La trampa del optimismo

Ramón González Férriz

Fragmento

Introducción. La década larga

INTRODUCCIÓN

La década larga

En cierto sentido, la década de 1990 no empezó de acuerdo con el calendario. No es particularmente original pensar que se inició el 9 de noviembre de 1989, cuando miles de ciudadanos de la República Democrática Alemana cruzaron el Muro de Berlín, que hasta entonces les había separado de la República Federal de Alemania y, así, del mundo capitalista. Ese acontecimiento cambió por completo los paradigmas intelectuales y las batallas ideológicas que habían regido el planeta durante algo más de cuatro décadas. En los dos o tres años siguientes, cayeron los regímenes comunistas de la mayor parte de Eurasia, el imperio soviético desapareció y el mundo occidental —partidario de la democracia capitalista, con mayor o menor énfasis en el libre mercado o el estado de bienestar— sintió que una batalla crucial había terminado.

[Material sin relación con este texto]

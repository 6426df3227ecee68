use thiserror::Error;

#[derive(Debug, Clone, PartialEq, Error)]
pub enum KvError {
    #[error("key {0} holds the wrong kind of value")]
    WrongType(String),
    #[error("value at {0} is not an integer")]
    NotInteger(String),
    #[error("increment overflows value at {0}")]
    Overflow(String),
    #[error("store is full ({capacity} keys)")]
    Full { capacity: usize },
}
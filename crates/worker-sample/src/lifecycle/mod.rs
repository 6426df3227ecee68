//! # Service Lifecycle
//!
//! Wiring of the sample application. Workers themselves know nothing about each other
//! or about where their configuration comes from; this module is where they meet the
//! [`Supervisor`](worker_framework::Supervisor).
//!
//! ## The ServiceHost Pattern
//!
//! [`ServiceHost`] is the composition root. It is created once in `main` (or once per
//! test) and passed around by reference, so nothing in the application reaches for a
//! global:
//!
//! ```rust,ignore
//! let host = ServiceHost::start(RuntimeConfig::from_env()).await?;
//!
//! // talk to the key-value store through its stable address
//! host.kv_agent().set("greeting", "hello").await?;
//!
//! // ...
//! host.shutdown().await;
//! ```
//!
//! `start` performs three steps:
//!
//! 1. **Register** - the key-value store is registered with a watched file source
//!    (`<conf_dir>/kv_default.json`, optional), the echo worker with no source at all.
//! 2. **Subscribe** - the host keeps the current key-value handle up to date through a
//!    subscription, which fires on every rebuild.
//! 3. **Start** - every resource performs its initial configuration. A missing optional
//!    file leaves the store unconfigured until the file appears.
//!
//! ## Hot Reconfiguration
//!
//! Editing `kv_default.json` while the application runs swaps the store: the old worker
//! is undeployed (its `on_stop` hook flushes it), a new one is built from the new file and
//! deployed at the same address. Agents keep working because they only hold the address.
//! Requests sent while the swap is in progress fail with `Unavailable`.
//!
//! ## Graceful Shutdown
//!
//! [`ServiceHost::shutdown`] cancels the host's subscription and shuts the supervisor
//! down: watchers stop, every deployment is undeployed and every resource ends in
//! `Stopped`.
//!
//! ## Observability
//!
//! Call [`setup_tracing`](worker_framework::setup_tracing) once before starting the host.
//!
//! ```bash
//! RUST_LOG=info cargo run -p worker-sample    # lifecycle events
//! RUST_LOG=debug cargo run -p worker-sample   # plus dispatch and config polling
//! ```

pub mod service_host;

pub use service_host::*;
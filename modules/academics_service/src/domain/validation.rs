//! Field and template validation
//!
//! Pure checks shared by all write operations. Inputs arrive trimmed from
//! the transport layer but emails and course codes are normalized again
//! here so stored values are canonical regardless of the caller.

use crate::contract::{AcademicsError, SectionSpec};

/// Canonical form of an email address: trimmed and lowercased
pub fn normalize_email(email: &str) -> String {
    email.trim().to_lowercase()
}

/// Canonical form of a course code: trimmed and uppercased
pub fn normalize_course_code(code: &str) -> String {
    code.trim().to_uppercase()
}

/// Validate an email address
///
/// Deliberately light: one '@' with something on both sides and no
/// whitespace. Deliverability is not this service's concern.
pub fn validate_email(email: &str) -> Result<(), AcademicsError> {
    if email.is_empty() {
        return Err(AcademicsError::Validation {
            message: "email cannot be empty".to_string(),
        });
    }

    if email.chars().any(char::is_whitespace) {
        return Err(AcademicsError::Validation {
            message: format!("email '{}' must not contain whitespace", email),
        });
    }

    let mut parts = email.splitn(2, '@');
    let local = parts.next().unwrap_or("");
    let domain = parts.next().unwrap_or("");
    if local.is_empty() || domain.is_empty() {
        return Err(AcademicsError::Validation {
            message: format!("email '{}' is not a valid address", email),
        });
    }

    Ok(())
}

/// Validate a human-readable name (department, faculty, programme, title)
pub fn validate_name(field: &str, value: &str) -> Result<(), AcademicsError> {
    if value.trim().is_empty() {
        return Err(AcademicsError::Validation {
            message: format!("{} cannot be empty", field),
        });
    }
    Ok(())
}

/// Validate a course code after normalization
pub fn validate_course_code(code: &str) -> Result<(), AcademicsError> {
    if code.is_empty() {
        return Err(AcademicsError::Validation {
            message: "course code cannot be empty".to_string(),
        });
    }
    Ok(())
}

/// Validate a raw password against the configured minimum length
pub fn validate_password(password: &str, min_length: usize) -> Result<(), AcademicsError> {
    if password.chars().count() < min_length {
        return Err(AcademicsError::Validation {
            message: format!("password must be at least {} characters", min_length),
        });
    }
    Ok(())
}

/// Validate a semester number against the closed range 1..=8
pub fn validate_semester(semester_no: i32) -> Result<(), AcademicsError> {
    match semester_no {
        1..=8 => Ok(()),
        _ => Err(AcademicsError::InvalidSemester { semester_no }),
    }
}

/// Validate a question's fields
pub fn validate_question_fields(
    text: &str,
    mark_value: i32,
    bloom_level: &str,
) -> Result<(), AcademicsError> {
    validate_name("question text", text)?;
    validate_name("bloom level", bloom_level)?;

    if mark_value < 1 {
        return Err(AcademicsError::Validation {
            message: format!("mark value must be positive, got {}", mark_value),
        });
    }

    Ok(())
}

/// Validate a template definition
///
/// Order matters: an empty section list is its own error even though its
/// subtotal of zero would also fail the mark arithmetic. The subtotal is
/// accumulated in i64 so pathological section values cannot overflow.
pub fn validate_template(
    duration_minutes: i32,
    total_marks: i32,
    sections: &[SectionSpec],
) -> Result<(), AcademicsError> {
    if sections.is_empty() {
        return Err(AcademicsError::EmptySections);
    }

    if duration_minutes < 1 {
        return Err(AcademicsError::Validation {
            message: format!("duration must be positive, got {} minutes", duration_minutes),
        });
    }

    for (idx, section) in sections.iter().enumerate() {
        if section.label.trim().is_empty() {
            return Err(AcademicsError::Validation {
                message: format!("section {} has an empty label", idx + 1),
            });
        }
        if section.question_type.trim().is_empty() {
            return Err(AcademicsError::Validation {
                message: format!("section '{}' has an empty question type", section.label),
            });
        }
        if section.mark_per_question < 1 {
            return Err(AcademicsError::Validation {
                message: format!(
                    "section '{}' has non-positive mark per question",
                    section.label
                ),
            });
        }
        if section.number_of_questions < 1 {
            return Err(AcademicsError::Validation {
                message: format!(
                    "section '{}' has non-positive question count",
                    section.label
                ),
            });
        }
    }

    let calculated: i64 = sections.iter().map(SectionSpec::subtotal).sum();
    if calculated != i64::from(total_marks) {
        return Err(AcademicsError::MarkMismatch {
            declared: total_marks,
            calculated,
        });
    }

    Ok(())
}
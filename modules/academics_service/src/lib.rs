//! Academics Service Module
//!
//! Core of an academic administration platform: departments, faculty
//! accounts, programmes, a global course catalogue, per-course syllabi
//! (outcomes, topics, question banks), exam templates, and generated
//! papers. Access control is resolved per call - head-of-department status
//! is derived from the department row, never cached on a session.

// Public exports
pub mod contract;
pub use contract::{
    AcademicsApi, AcademicsError, Actor, Course, CourseOutcome, Department, Faculty,
    GeneratedPaper, NewFaculty, NewQuestion, NewTopic, Offering, PaperQuestion, Principal,
    Programme, Question, RoleTag, SectionSpec, SuperAdmin, Template, Topic,
};

pub use api::native::NativeClient;
pub use domain::Service;

// Internal modules (hidden from public API)
#[doc(hidden)]
pub mod api;
#[doc(hidden)]
pub mod config;
#[doc(hidden)]
pub mod domain;
#[doc(hidden)]
pub mod infra;
//! Contract error types for academics service
//!
//! These errors are transport-agnostic and used for inter-module communication.

/// Academics service domain errors
#[derive(Debug, Clone, PartialEq, Eq)]
pub enum AcademicsError {
    /// No principal was supplied with the request
    Unauthenticated,
    /// Principal references an identity row that no longer exists
    UnknownPrincipal {
        /// Stale row id carried by the session
        user_id: i32,
    },
    /// Email/password pair did not match a stored account
    InvalidCredentials,
    /// Policy evaluated to Deny for this actor/action/resource
    AccessDenied,
    /// Referenced entity does not exist
    NotFound {
        /// Resource type (department, faculty, programme, course, ...)
        resource: String,
        /// Resource identifier
        id: String,
    },
    /// Semester outside the closed range 1..=8
    InvalidSemester {
        /// Rejected value
        semester_no: i32,
    },
    /// Programme already offers this course
    DuplicateOffering {
        programme_id: i32,
        course_id: i32,
    },
    /// Course already has its single template
    TemplateAlreadyExists {
        course_id: i32,
    },
    /// Section subtotals do not add up to the declared total
    MarkMismatch {
        /// Declared total marks
        declared: i32,
        /// Sum over sections of mark_per_question * number_of_questions
        calculated: i64,
    },
    /// Template defined with no sections
    EmptySections,
    /// Unique column constraint would be violated (name, email, code)
    UniquenessViolation {
        /// Offending field (department name, faculty email, course code, outcome code)
        field: String,
        /// Rejected value
        value: String,
    },
    /// Head of department must belong to the department they head
    CrossDepartmentHod {
        department_id: i32,
        faculty_id: i32,
    },
    /// Re-parenting a topic would create a cycle in the topic tree
    TopicCycle {
        topic_id: i32,
    },
    /// Question bank cannot fill a template section
    QuestionPoolExhausted {
        /// Section that could not be filled
        section_label: String,
        /// Questions still needed for the section
        missing: i32,
    },
    /// Validation error
    Validation {
        /// Validation error message
        message: String,
    },
    /// Internal error
    Internal,
}

impl std::fmt::Display for AcademicsError {
    fn fmt(&self, f: &mut std::fmt::Formatter<'_>) -> std::fmt::Result {
        match self {
            Self::Unauthenticated => {
                write!(f, "Not authenticated")
            }
            Self::UnknownPrincipal { user_id } => {
                write!(f, "Unknown principal: {}", user_id)
            }
            Self::InvalidCredentials => {
                write!(f, "Invalid credentials")
            }
            Self::AccessDenied => {
                write!(f, "Access denied")
            }
            Self::NotFound { resource, id } => {
                write!(f, "{} not found: {}", resource, id)
            }
            Self::InvalidSemester { semester_no } => {
                write!(f, "Semester out of range (1-8): {}", semester_no)
            }
            Self::DuplicateOffering {
                programme_id,
                course_id,
            } => {
                write!(
                    f,
                    "Programme {} already offers course {}",
                    programme_id, course_id
                )
            }
            Self::TemplateAlreadyExists { course_id } => {
                write!(f, "Template already exists for course {}", course_id)
            }
            Self::MarkMismatch {
                declared,
                calculated,
            } => {
                write!(
                    f,
                    "Section marks add up to {} but total is declared as {}",
                    calculated, declared
                )
            }
            Self::EmptySections => {
                write!(f, "Template must contain at least one section")
            }
            Self::UniquenessViolation { field, value } => {
                write!(f, "Duplicate {}: {}", field, value)
            }
            Self::CrossDepartmentHod {
                department_id,
                faculty_id,
            } => {
                write!(
                    f,
                    "Faculty {} does not belong to department {}",
                    faculty_id, department_id
                )
            }
            Self::TopicCycle { topic_id } => {
                write!(f, "Moving topic {} would create a cycle", topic_id)
            }
            Self::QuestionPoolExhausted {
                section_label,
                missing,
            } => {
                write!(
                    f,
                    "Question pool exhausted for section '{}': {} more needed",
                    section_label, missing
                )
            }
            Self::Validation { message } => {
                write!(f, "Validation error: {}", message)
            }
            Self::Internal => {
                write!(f, "Internal error")
            }
        }
    }
}

impl std::error::Error for AcademicsError {}
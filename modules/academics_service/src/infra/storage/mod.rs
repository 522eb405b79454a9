//! Storage layer - database entities and repositories

pub mod entity;
pub mod mapper;
pub mod migrations;
pub mod repositories;

use crate::domain::repository::Stores;
use migrations::Migrator;
use sea_orm::{Database, DatabaseConnection};
use sea_orm_migration::MigratorTrait;
use std::sync::Arc;

/// Open a database connection and bring the schema up to date
pub async fn connect(database_url: &str) -> anyhow::Result<DatabaseConnection> {
    let db = Database::connect(database_url).await?;
    Migrator::up(&db, None).await?;
    tracing::info!("academics service migrations completed");
    Ok(db)
}

/// Build the repository bundle over one shared connection
pub fn build_stores(db: Arc<DatabaseConnection>) -> Stores {
    Stores {
        super_admins: Arc::new(repositories::SeaOrmSuperAdminRepository::new(db.clone())),
        departments: Arc::new(repositories::SeaOrmDepartmentRepository::new(db.clone())),
        faculty: Arc::new(repositories::SeaOrmFacultyRepository::new(db.clone())),
        programmes: Arc::new(repositories::SeaOrmProgrammeRepository::new(db.clone())),
        courses: Arc::new(repositories::SeaOrmCourseRepository::new(db.clone())),
        syllabus: Arc::new(repositories::SeaOrmSyllabusRepository::new(db.clone())),
        questions: Arc::new(repositories::SeaOrmQuestionRepository::new(db.clone())),
        offerings: Arc::new(repositories::SeaOrmOfferingRepository::new(db.clone())),
        templates: Arc::new(repositories::SeaOrmTemplateRepository::new(db.clone())),
        papers: Arc::new(repositories::SeaOrmPaperRepository::new(db)),
    }
}
/// Generated papers module
pub mod generated_paper {
    use sea_orm::entity::prelude::*;

    /// Generated paper table entity
    #[derive(Clone, Debug, PartialEq, DeriveEntityModel, Eq)]
    #[sea_orm(table_name = "tbl_generated_papers")]
    pub struct Model {
        /// Primary key
        #[sea_orm(primary_key)]
        pub id: i32,

        /// Course the paper was generated for
        pub course_id: i32,

        /// Template the paper was generated from
        pub template_id: i32,

        /// Paper total, copied from the template
        pub total_marks: i32,

        /// Duration, copied from the template
        pub duration_minutes: i32,

        /// Generation timestamp
        pub created_at: DateTimeUtc,

        /// Faculty who generated the paper; NULL for super admin runs (no FK)
        pub generated_by: Option<i32>,

        /// Marks per outcome code at generation time, frozen
        pub co_weightages_snapshot: Json,
    }

    #[derive(Copy, Clone, Debug, EnumIter, DeriveRelation)]
    pub enum Relation {
        /// Foreign key to courses
        #[sea_orm(
            belongs_to = "super::course::Entity",
            from = "Column::CourseId",
            to = "super::course::Column::Id"
        )]
        Course,

        /// Foreign key to templates
        #[sea_orm(
            belongs_to = "super::template::Entity",
            from = "Column::TemplateId",
            to = "super::template::Column::Id"
        )]
        Template,

        /// Question placements of this paper
        #[sea_orm(has_many = "super::generated_paper_question::Entity")]
        Questions,
    }

    impl Related<super::course::Entity> for Entity {
        fn to() -> RelationDef {
            Relation::Course.def()
        }
    }

    impl Related<super::template::Entity> for Entity {
        fn to() -> RelationDef {
            Relation::Template.def()
        }
    }

    impl Related<super::generated_paper_question::Entity> for Entity {
        fn to() -> RelationDef {
            Relation::Questions.def()
        }
    }

    impl ActiveModelBehavior for ActiveModel {}
}

/// Generated paper question placements module
pub mod generated_paper_question {
    use sea_orm::entity::prelude::*;

    /// Paper question placement table entity
    #[derive(Clone, Debug, PartialEq, DeriveEntityModel, Eq)]
    #[sea_orm(table_name = "tbl_generated_paper_questions")]
    pub struct Model {
        /// Primary key
        #[sea_orm(primary_key)]
        pub id: i32,

        /// Paper this placement belongs to
        pub paper_id: i32,

        /// Question placed into the paper
        pub question_id: i32,

        /// Position within the paper, numbered 1..n across all sections
        pub order: i32,

        /// Marks at placement time
        pub mark_value: i32,

        /// Section heading the question was placed under
        pub section_label: Option<String>,

        /// Outcome code the question counts towards
        pub co_satisfied: Option<String>,
    }

    #[derive(Copy, Clone, Debug, EnumIter, DeriveRelation)]
    pub enum Relation {
        /// Foreign key to generated papers
        #[sea_orm(
            belongs_to = "super::generated_paper::Entity",
            from = "Column::PaperId",
            to = "super::generated_paper::Column::Id"
        )]
        Paper,

        /// Foreign key to questions
        #[sea_orm(
            belongs_to = "super::question::Entity",
            from = "Column::QuestionId",
            to = "super::question::Column::Id"
        )]
        Question,
    }

    impl Related<super::generated_paper::Entity> for Entity {
        fn to() -> RelationDef {
            Relation::Paper.def()
        }
    }

    impl Related<super::question::Entity> for Entity {
        fn to() -> RelationDef {
            Relation::Question.def()
        }
    }

    impl ActiveModelBehavior for ActiveModel {}
}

No fue esta la única razón, pero sí la principal, por la que el rasgo esencial que deberíamos recordar de la década de los noventa es el optimismo. Esto no significa que no hubiera señales preocupantes: la caída del Muro fue la causa indirecta de las guerras en la antigua Yugoslavia, no tardó demasiado en verse que la democratización del viejo mundo comunista sería de una dificultad atroz, se produjo un genocidio en Ruanda y, al menos en términos cuantitativos, los noventa fueron para Japón una «década perdida», sin ninguna clase de crecimiento económico. También en Europa hubo una crisis económica muy relevante, aunque pasajera, en 1993. A pesar de todo, parecía que la desaparición del sistema que había competido con el capitalismo por la seducción de las mentes de los individuos de todo el globo y el fin, al menos en Europa, de la tiranía que había impuesto eran el inicio de un camino sin obstáculos hacia el progreso. Los mercados podrían integrarse, el ámbito del comercio sería global; en su forma más osada, la de la Unión Europea, las naciones delegarían parte de su soberanía en un ente común e incluso asumirían una moneda compartida. La externalización de ciertas actividades industriales a países como China no solo facilitaría que los consumidores occidentales tuvieran acceso a mercancías más baratas, sino que permitiría a los países de destino enriquecerse rápidamente y, en última instancia, democratizarse. Hasta era posible inventar una nueva senda ideológica que fusionara lo mejor de la socialdemocracia con el dinamismo y la apertura de los mercados: se llamó la tercera vía. Una cultura compartida —casi siempre en inglés— por miles de millones de personas, distribuida gracias a los medios de comunicación e impulsada con el enorme desarrollo de internet, nos uniría y acabaría con los nacionalismos. Esa era la promesa a mediados de la década de los noventa.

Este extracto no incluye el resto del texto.